7. La partie qui justifie d'un avis du collège des médecins de l'OFII qui lui est favorable doit être regardée comme apportant des éléments de fait susceptibles de faire présumer l'existence ou l'absence d'un état de santé de nature à justifier la délivrance ou le refus d'un titre de séjour. Dans ce cas, il appartient à l'autre partie, dans le respect des règles relatives au secret médical, de produire tous éléments permettant d'apprécier l'état de santé de l'étranger et, le cas échéant, s'il peut ou non bénéficier effectivement d'un traitement approprié dans le pays de renvoi.
8. Considérant qu'il ressort des pièces du dossier que pour rejeter la demande de la requérante, la préfète d'Indre-et-Loire s'est fondée sur l'avis du collège des médecins de l'OFII du 13 mars 2018 selon lequel l'état de santé de l'intéressée nécessite une prise en charge médicale dont le défaut peut entraîner des conséquences d'une exceptionnelle gravité mais qu'eu égard à l'offre de soins et aux caractéristiques du système de santé dans le pays d'origine, la requérante peut effectivement bénéficier d'un traitement approprié et qu'elle peut voyager sans risque vers son pays d'origine. Compte tenu de leur ancienneté, les certificats des
24 janvier 2013 et 4 février 2013 établis, le premier, par un praticien hospitalier du centre hospitalier régional universitaire de Tours et, l'autre par un endocrinologue d'Oran ne sont pas de nature à remettre sérieusement en cause l'avis récent du collège des médecins de l'OFII. Les autres documents médicaux produits, s'ils indiquent chacun les différentes pathologies dont souffre MmeB..., ne précisent pas qu'elle ne pourrait bénéficier de soins appropriés à son état de santé en Algérie. Ces documents sont dès lors insuffisants pour remettre en cause l'avis du collège de médecins et l'appréciation de la préfète sur l'état de santé de la requérante. Par ailleurs, si la requérante indique qu'elle sera isolée en Algérie et pas à même d'accéder à une possible offre de soin, cette circonstance n'est pas de nature à établir que la préfète aurait méconnu les dispositions précitées de l'article 6 de l'accord franco-algérien.
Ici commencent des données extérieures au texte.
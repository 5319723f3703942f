/// Content-creation draft and its text templates
///
/// A draft describes one artwork. From it the user can generate a social
/// post, a blog article or a video script, edit the result, and preview
/// the finished post.
use std::fmt;

use thiserror::Error;

use super::data::Category;

/// Kind of content to generate for a draft
#[derive(Debug, Clone, Copy, PartialEq, Eq, Default)]
pub enum ContentKind {
    #[default]
    Post,
    Blog,
    Video,
}

impl ContentKind {
    pub const ALL: [ContentKind; 3] = [ContentKind::Post, ContentKind::Blog, ContentKind::Video];

    pub fn blurb(self) -> &'static str {
        match self {
            ContentKind::Post => "Share on social media",
            ContentKind::Blog => "Detailed story",
            ContentKind::Video => "Video content",
        }
    }
}

impl fmt::Display for ContentKind {
    fn fmt(&self, f: &mut fmt::Formatter<'_>) -> fmt::Result {
        let label = match self {
            ContentKind::Post => "Social Post",
            ContentKind::Blog => "Blog Article",
            ContentKind::Video => "Video Script",
        };
        f.write_str(label)
    }
}

#[derive(Debug, Clone, PartialEq, Eq, Error)]
pub enum DraftError {
    #[error("Enter a product name first")]
    MissingProductName,
    #[error("Select a category first")]
    MissingCategory,
    #[error("Price must be a non-negative number, got {0:?}")]
    InvalidPrice(String),
}

/// What the post preview card shows
#[derive(Debug, Clone, PartialEq)]
pub struct PostPreview {
    pub product_name: String,
    pub category: Category,
    pub content: String,
    pub price: Option<f64>,
    /// First attached image reference, used as the cover
    pub cover: Option<String>,
    pub image_count: usize,
}

#[derive(Debug, Clone, Default, PartialEq)]
pub struct PostDraft {
    pub product_name: String,
    pub category: Option<Category>,
    pub description: String,
    /// Kept as text; validated by [`PostDraft::price`]
    pub price: String,
    /// Attached image references (paths or URIs), in attach order
    pub images: Vec<String>,
    pub kind: ContentKind,
    pub content: String,
}

impl PostDraft {
    /// Attach an image reference. Blank input is ignored.
    pub fn add_image(&mut self, reference: &str) -> bool {
        let reference = reference.trim();
        if reference.is_empty() {
            return false;
        }
        self.images.push(reference.to_string());
        true
    }

    pub fn remove_image(&mut self, index: usize) -> Option<String> {
        (index < self.images.len()).then(|| self.images.remove(index))
    }

    /// Generation needs both a product name and a category
    pub fn can_generate(&self) -> bool {
        self.required().is_ok()
    }

    fn required(&self) -> Result<(&str, Category), DraftError> {
        let name = self.product_name.trim();
        if name.is_empty() {
            return Err(DraftError::MissingProductName);
        }
        let category = self.category.ok_or(DraftError::MissingCategory)?;
        Ok((name, category))
    }

    /// Parsed price; blank means no price
    pub fn price(&self) -> Result<Option<f64>, DraftError> {
        let raw = self.price.trim();
        if raw.is_empty() {
            return Ok(None);
        }
        match raw.parse::<f64>() {
            Ok(price) if price.is_finite() && price >= 0.0 => Ok(Some(price)),
            _ => Err(DraftError::InvalidPrice(raw.to_string())),
        }
    }

    /// Fill the template for `kind` from the draft fields
    pub fn generate(&self, kind: ContentKind) -> Result<String, DraftError> {
        let (name, category) = self.required()?;
        Ok(render(kind, name, category, &self.description))
    }

    /// Validate the draft and assemble the preview card
    pub fn preview(&self) -> Result<PostPreview, DraftError> {
        let (name, category) = self.required()?;
        let price = self.price()?;

        Ok(PostPreview {
            product_name: name.to_string(),
            category,
            content: self.content.clone(),
            price,
            cover: self.images.first().cloned(),
            image_count: self.images.len(),
        })
    }
}

fn render(kind: ContentKind, name: &str, category: Category, description: &str) -> String {
    let lower = category.name().to_lowercase();

    match kind {
        ContentKind::Post => format!(
            r#"🎨 Excited to share my latest {lower} creation: "{name}"!

This piece represents hours of careful craftsmanship using traditional techniques passed down through generations. Each detail tells a story of cultural heritage and artistic passion.

{description}

What do you think? I'd love to hear your thoughts!

#TraditionalArt #Handmade #{category} #ArtisanCraft"#
        ),
        ContentKind::Blog => format!(
            r#"# The Story Behind "{name}"

## Inspiration and Process

Creating this {lower} piece was a journey that took me back to my roots in traditional craftsmanship.

{description}

## Traditional Techniques Used

The creation process involved several time-honored techniques:
- Hand-selected materials sourced locally
- Traditional tools passed down through generations
- Careful attention to cultural authenticity
- Hours of patient, detailed work

## The Final Result

The finished piece represents not just an artwork, but a bridge between past and present, connecting modern art lovers with ancient traditions.

*What aspects of traditional art resonate most with you? Share your thoughts below!*"#
        ),
        ContentKind::Video => format!(
            r#"🎬 VIDEO SCRIPT: "Creating {name}"

[INTRO - 0:00-0:15]
"Welcome back to my studio! Today I'm excited to show you the creation process of my latest {lower} piece..."

[MATERIALS SHOWCASE - 0:15-0:45]
"Let me first show you the traditional materials I'll be using. Each one has been carefully selected..."

[PROCESS DEMONSTRATION - 0:45-3:00]
"Now let's dive into the actual creation process. This technique has been used for centuries..."

[DETAILED WORK - 3:00-5:00]
"Here's where the magic happens. Notice how I'm using this traditional tool..."

[FINAL REVEAL - 5:00-5:30]
"And here's the finished piece! {description}"

[OUTRO - 5:30-6:00]
"Thanks for watching! Don't forget to like and subscribe for more traditional art content!"

📝 Video Notes:
- Close-up shots of hands working
- Time-lapse sequences for longer processes
- Good lighting to show texture and detail
- Background music: Traditional/ambient"#
        ),
    }
}

#[cfg(test)]
mod tests {
    use super::*;

    fn draft() -> PostDraft {
        PostDraft {
            product_name: "Indigo Table Runner".to_string(),
            category: Some(Category::Textiles),
            description: "Dyed by hand with natural indigo.".to_string(),
            ..PostDraft::default()
        }
    }

    #[test]
    fn test_generate_requires_name_and_category() {
        let mut d = draft();
        d.product_name = "   ".to_string();
        assert_eq!(d.generate(ContentKind::Post), Err(DraftError::MissingProductName));
        assert!(!d.can_generate());

        let mut d = draft();
        d.category = None;
        assert_eq!(d.generate(ContentKind::Blog), Err(DraftError::MissingCategory));

        assert!(draft().can_generate());
    }

    #[test]
    fn test_social_post() {
        let post = draft().generate(ContentKind::Post).unwrap();

        assert!(post.starts_with(
            "🎨 Excited to share my latest textiles creation: \"Indigo Table Runner\"!\n\n"
        ));
        assert!(post.contains("\n\nDyed by hand with natural indigo.\n\n"));
        assert!(post.ends_with("#TraditionalArt #Handmade #Textiles #ArtisanCraft"));
    }

    #[test]
    fn test_blog_article() {
        let blog = draft().generate(ContentKind::Blog).unwrap();

        assert!(blog.starts_with("# The Story Behind \"Indigo Table Runner\"\n"));
        assert!(blog.contains("Creating this textiles piece was a journey"));
        assert!(blog.contains("## Traditional Techniques Used"));
    }

    #[test]
    fn test_video_script() {
        let script = draft().generate(ContentKind::Video).unwrap();

        assert!(script.starts_with("🎬 VIDEO SCRIPT: \"Creating Indigo Table Runner\""));
        assert!(script.contains("\"And here's the finished piece! Dyed by hand with natural indigo.\""));
        assert!(script.ends_with("- Background music: Traditional/ambient"));
    }

    #[test]
    fn test_price_parsing() {
        let mut d = draft();
        assert_eq!(d.price(), Ok(None));

        d.price = " 49.50 ".to_string();
        assert_eq!(d.price(), Ok(Some(49.5)));

        d.price = "-3".to_string();
        assert_eq!(d.price(), Err(DraftError::InvalidPrice("-3".to_string())));

        d.price = "cheap".to_string();
        assert!(d.price().is_err());
    }

    #[test]
    fn test_images() {
        let mut d = draft();
        assert!(!d.add_image("  "));
        assert!(d.add_image("/tmp/front.jpg"));
        assert!(d.add_image("/tmp/back.jpg"));

        assert_eq!(d.remove_image(5), None);
        assert_eq!(d.remove_image(0), Some("/tmp/front.jpg".to_string()));
        assert_eq!(d.images, vec!["/tmp/back.jpg"]);
    }

    #[test]
    fn test_preview() {
        let mut d = draft();
        d.price = "120".to_string();
        d.add_image("runner.jpg");
        d.content = d.generate(ContentKind::Post).unwrap();

        let preview = d.preview().unwrap();
        assert_eq!(preview.product_name, "Indigo Table Runner");
        assert_eq!(preview.category, Category::Textiles);
        assert_eq!(preview.price, Some(120.0));
        assert_eq!(preview.cover.as_deref(), Some("runner.jpg"));
        assert_eq!(preview.image_count, 1);
        assert_eq!(preview.content, d.content);

        d.price = "abc".to_string();
        assert!(matches!(d.preview(), Err(DraftError::InvalidPrice(_))));
    }
}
9. En troisième lieu, aux termes de l'article 8 de la convention européenne de sauvegarde des droits de l'homme et des libertés fondamentales : " 1° Toute personne a droit au respect de sa vie privée et familiale, de son domicile et de sa correspondance ; 2° Il ne peut y avoir ingérence d'une autorité publique dans l'exercice de ce droit que pour autant que cette ingérence est prévue par la loi et qu'elle constitue une mesure qui, dans une société démocratique, est nécessaire à la sécurité nationale, à la sûreté publique, au bien-être économique du pays, à la défense de l'ordre et à la prévention des infractions pénales, à la protection de la santé ou de la morale ou à la protection des droits et libertés d'autrui ".
10. Il ressort des pièces du dossier que Mme B...est entrée récemment en France à l'âge de cinquante-cinq ans, que son mari et sa fille vivent en Algérie. Si elle fait valoir qu'elle sera isolée, compte tenu de sa pathologie, de la séparation d'avec son mari depuis 2003 et d'une pathologie dont sa fille serait atteinte, empêchant cette dernière de s'occuper d'elle, ces circonstances, compte tenu du nombre d'années passées par la requérante dans son pays d'origine et de son entrée récente sur le territoire français, ne sont pas de nature à établir que l'arrêté attaqué aurait porté une atteinte disproportionnée à son droit de mener une vie privée et familiale normale.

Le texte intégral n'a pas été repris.